Shawn Layden, un tempo alto dirigente di Sony Interactive Leisure, sta ricordando al mondo dei giochi che i giochi esclusivi hanno ancora un ruolo da svolgere. Ciò avviene perché le console assomigliano sempre più ai PC da gioco con versioni multipiattaforma ovunque si guardi. I commenti di Layden, condivisi in un recente Podcast Pausa per riflettererespingono l’thought che i titoli esclusivi della piattaforma siano obsoleti in un’period in cui i grandi successi PlayStation compaiono su PC mesi dopo il loro debutto su PS5.
Negli ultimi anni, Sony si è impegnata maggiormente nel porting su PC di titoli una volta bloccati su PlayStation 5, con giochi enormi come God of Conflict Ragnarök e Helldivers 2 che hanno trovato nuovo pubblico oltre l'{hardware} di Sony. Questa strategia ha prodotto un chiaro vantaggio finanziario, con Sony che ha generato entrate significative su Steam espandendo al contempo la propria presenza. Tuttavia Layden sostiene che ciò non significa che le esclusive abbiano perso completamente il loro valore.
Esclusive che definiscono l’identità di una console?
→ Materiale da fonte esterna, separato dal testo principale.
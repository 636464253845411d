//! Rename rules - legacy extension/mimetype pairs and their canonical mimetype
//!
//! Every rule is keyed by file extension. Two kinds of precondition exist:
//! - `Exact`: the entry's current mimetype must equal one specific legacy value
//! - `AnyExceptCanonical`: any mimetype other than the canonical one is rewritten
//!
//! Only the Android package rule uses `AnyExceptCanonical`. Office and font
//! rules must keep their exact-match preconditions.

use serde::Serialize;

use crate::mimetype;

/// What the current mimetype of an entry must look like for a rule to fire.
#[derive(Debug, Clone, Copy, PartialEq, Eq, Hash, Serialize)]
#[serde(tag = "kind", content = "mimetype", rename_all = "snake_case")]
pub enum Precondition {
    /// Current mimetype equals this legacy value
    Exact(&'static str),
    /// Current mimetype is anything but the rule's canonical value
    AnyExceptCanonical,
}

/// A single extension-keyed rename.
#[derive(Debug, Clone, Copy, PartialEq, Eq, Hash, Serialize)]
pub struct RenameRule {
    /// Lowercase extension without the dot
    pub extension: &'static str,
    pub precondition: Precondition,
    pub canonical: &'static str,
}

const MS_EXCEL: &str = "application/vnd.ms-excel";
const MS_POWERPOINT: &str = "application/vnd.ms-powerpoint";
const OOXML_DOCUMENT: &str =
    "application/vnd.openxmlformats-officedocument.wordprocessingml.document";
const OOXML_SHEET: &str = "application/vnd.openxmlformats-officedocument.spreadsheetml.sheet";
const OOXML_PRESENTATION: &str =
    "application/vnd.openxmlformats-officedocument.presentationml.presentation";
const FONT_SFNT: &str = "application/font-sfnt";
const FONT_TYPE1: &str = "application/x-font";
const ANDROID_PACKAGE: &str = "application/vnd.android.package-archive";
const POSTSCRIPT: &str = "application/postscript";
const OCTET_STREAM: &str = "application/octet-stream";

const fn exact(extension: &'static str, legacy: &'static str, canonical: &'static str) -> RenameRule {
    RenameRule {
        extension,
        precondition: Precondition::Exact(legacy),
        canonical,
    }
}

/// The full rename table, applied in order.
pub static RULES: &[RenameRule] = &[
    // Office: split the old catch-all types and move OOXML files to their own types
    exact("xls", "application/msexcel", MS_EXCEL),
    exact("ppt", "application/mspowerpoint", MS_POWERPOINT),
    exact("docx", "application/msword", OOXML_DOCUMENT),
    exact("xlsx", "application/msexcel", OOXML_SHEET),
    exact("xlsx", MS_EXCEL, OOXML_SHEET),
    exact("pptx", "application/mspowerpoint", OOXML_PRESENTATION),
    exact("pptx", MS_POWERPOINT, OOXML_PRESENTATION),
    // Fonts
    exact("ttf", "application/x-font-ttf", FONT_SFNT),
    exact("otf", "font/opentype", FONT_SFNT),
    exact("pfb", OCTET_STREAM, FONT_TYPE1),
    // Android packages
    RenameRule {
        extension: "apk",
        precondition: Precondition::AnyExceptCanonical,
        canonical: ANDROID_PACKAGE,
    },
    // PostScript
    exact("eps", OCTET_STREAM, POSTSCRIPT),
    exact("ps", OCTET_STREAM, POSTSCRIPT),
];

impl RenameRule {
    /// The legacy mimetype this rule replaces, if it names one.
    pub fn legacy(&self) -> Option<&'static str> {
        match self.precondition {
            Precondition::Exact(legacy) => Some(legacy),
            Precondition::AnyExceptCanonical => None,
        }
    }

    /// Whether an entry's current mimetype satisfies the precondition.
    pub fn accepts_mimetype(&self, current: &str) -> bool {
        match self.precondition {
            Precondition::Exact(legacy) => current == legacy,
            Precondition::AnyExceptCanonical => current != self.canonical,
        }
    }

    /// Whether an entry with this name and mimetype must be rewritten.
    pub fn matches(&self, name: &str, current: &str) -> bool {
        mimetype::has_extension(name, self.extension) && self.accepts_mimetype(current)
    }
}

impl std::fmt::Display for Precondition {
    fn fmt(&self, f: &mut std::fmt::Formatter<'_>) -> std::fmt::Result {
        match self {
            Precondition::Exact(legacy) => write!(f, "{}", legacy),
            Precondition::AnyExceptCanonical => write!(f, "*"),
        }
    }
}

impl std::fmt::Display for RenameRule {
    fn fmt(&self, f: &mut std::fmt::Formatter<'_>) -> std::fmt::Result {
        write!(f, ".{} [{}] -> {}", self.extension, self.precondition, self.canonical)
    }
}

/// Find the first rule that rewrites an entry, if any.
pub fn find_rule(name: &str, current: &str) -> Option<&'static RenameRule> {
    RULES.iter().find(|rule| rule.matches(name, current))
}

/// Dictionary strings that may be orphaned once the rules ran: every legacy
/// left-hand side plus its mimepart, deduplicated, in table order.
/// `font` only ever enters the dictionary as the mimepart of `font/opentype`.
pub fn cleanup_candidates() -> Vec<&'static str> {
    let mut candidates: Vec<&'static str> = Vec::new();
    for legacy in RULES.iter().filter_map(RenameRule::legacy) {
        for candidate in [legacy, mimetype::mimepart(legacy)] {
            if !candidates.contains(&candidate) {
                candidates.push(candidate);
            }
        }
    }
    candidates
}

#[cfg(test)]
mod tests {
    use super::*;
    use std::collections::HashSet;

    #[test]
    fn test_no_duplicate_left_hand_sides() {
        let mut seen = HashSet::new();
        for rule in RULES {
            assert!(
                seen.insert((rule.extension, rule.precondition)),
                "duplicate rule for {}",
                rule
            );
        }
    }

    #[test]
    fn test_canonical_never_matches_same_extension() {
        // A rewritten entry must not be picked up again by any rule
        for rule in RULES {
            let name = format!("file.{}", rule.extension);
            assert!(
                find_rule(&name, rule.canonical).is_none(),
                "{} would be rewritten twice",
                rule
            );
        }
    }

    #[test]
    fn test_only_apk_accepts_anything() {
        let loose: Vec<_> = RULES
            .iter()
            .filter(|r| r.precondition == Precondition::AnyExceptCanonical)
            .map(|r| r.extension)
            .collect();
        assert_eq!(loose, vec!["apk"]);
    }

    #[test]
    fn test_exact_rules_ignore_unknown_mimetypes() {
        assert!(find_rule("bogus.docx", "application/wrong").is_none());
        assert!(find_rule("bogus.ttf", "application/wrong").is_none());
        assert!(find_rule("test.doc", "application/msword").is_none());
    }

    #[test]
    fn test_apk_rule() {
        let rule = find_rule("app.APK", "application/wrong").unwrap();
        assert_eq!(rule.canonical, ANDROID_PACKAGE);
        assert!(find_rule("app.apk", ANDROID_PACKAGE).is_none());
    }

    #[test]
    fn test_lookup_by_extension_and_legacy() {
        assert_eq!(find_rule("a.xlsx", "application/msexcel").unwrap().canonical, OOXML_SHEET);
        assert_eq!(find_rule("a.xls", "application/msexcel").unwrap().canonical, MS_EXCEL);
        assert_eq!(find_rule("a.pfb", OCTET_STREAM).unwrap().canonical, FONT_TYPE1);
        assert!(find_rule("a.bin", OCTET_STREAM).is_none());
    }

    #[test]
    fn test_font_is_not_a_rule_mimetype() {
        assert!(RULES.iter().all(|r| r.legacy() != Some("font")));
        assert!(find_rule("legacy.ttf", "font").is_none());
    }

    #[test]
    fn test_cleanup_candidates() {
        let candidates = cleanup_candidates();
        for expected in [
            "application/msexcel",
            "application/mspowerpoint",
            "application/x-font-ttf",
            "font/opentype",
            "font",
            "application",
        ] {
            assert!(candidates.contains(&expected), "missing {}", expected);
        }
        let unique: HashSet<_> = candidates.iter().collect();
        assert_eq!(unique.len(), candidates.len());
        assert!(!candidates.contains(&ANDROID_PACKAGE));
    }
}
Per Layden, le esclusive non sono solo una tattica di vendita; sono una parte fondamentale di ciò che dà a una console la sua identità e il suo scopo. Ha scherzato dicendo che se personaggi come Mario, da tempo associati all'{hardware} Nintendo, fossero mai apparsi su PlayStation, sarebbe stata un'”apocalisse”, illustrando quanto profondamente le esperienze specifiche della piattaforma siano legate alla fedeltà e alla percezione del marchio.
Questa prospettiva fa eco a un dibattito più ampio nel settore sul futuro dell’{hardware} delle console in un mondo in cui il software program è sempre più indipendente dalla piattaforma. Anche se le console condividono un DNA più tecnico con i PC, i giocatori continuano a parlare di esclusive come motivo per scegliere un sistema rispetto a un altro. Giochi come The Final of Us o i franchise di Uncharted sono spesso citati nelle conversazioni su ciò che rende speciale l’ecosistema PlayStation e aziende come Nintendo continuano a fare molto affidamento sulle esclusive per incrementare le vendite di {hardware}.
Layden non respinge l’utilità degli approcci multipiattaforma, in particolare per i giochi multiplayer o con servizio stay, dove le grandi basi di giocatori sono cruciali. Ma pensa che ci sia un posto duraturo per i titoli a piattaforma singola che mostrano cosa può fare un sistema e premiano i giocatori per aver investito nell’universo di quella console.
La conclusione qui è che il dibattito sulle esclusive rispetto al multipiattaforma non è finito. Se non altro, si sta evolvendo. Potresti ritrovarti a scegliere una console non solo per le sue specifiche o il prezzo, ma per le esperienze uniche legate a quel marchio, almeno secondo una voce veterana del settore.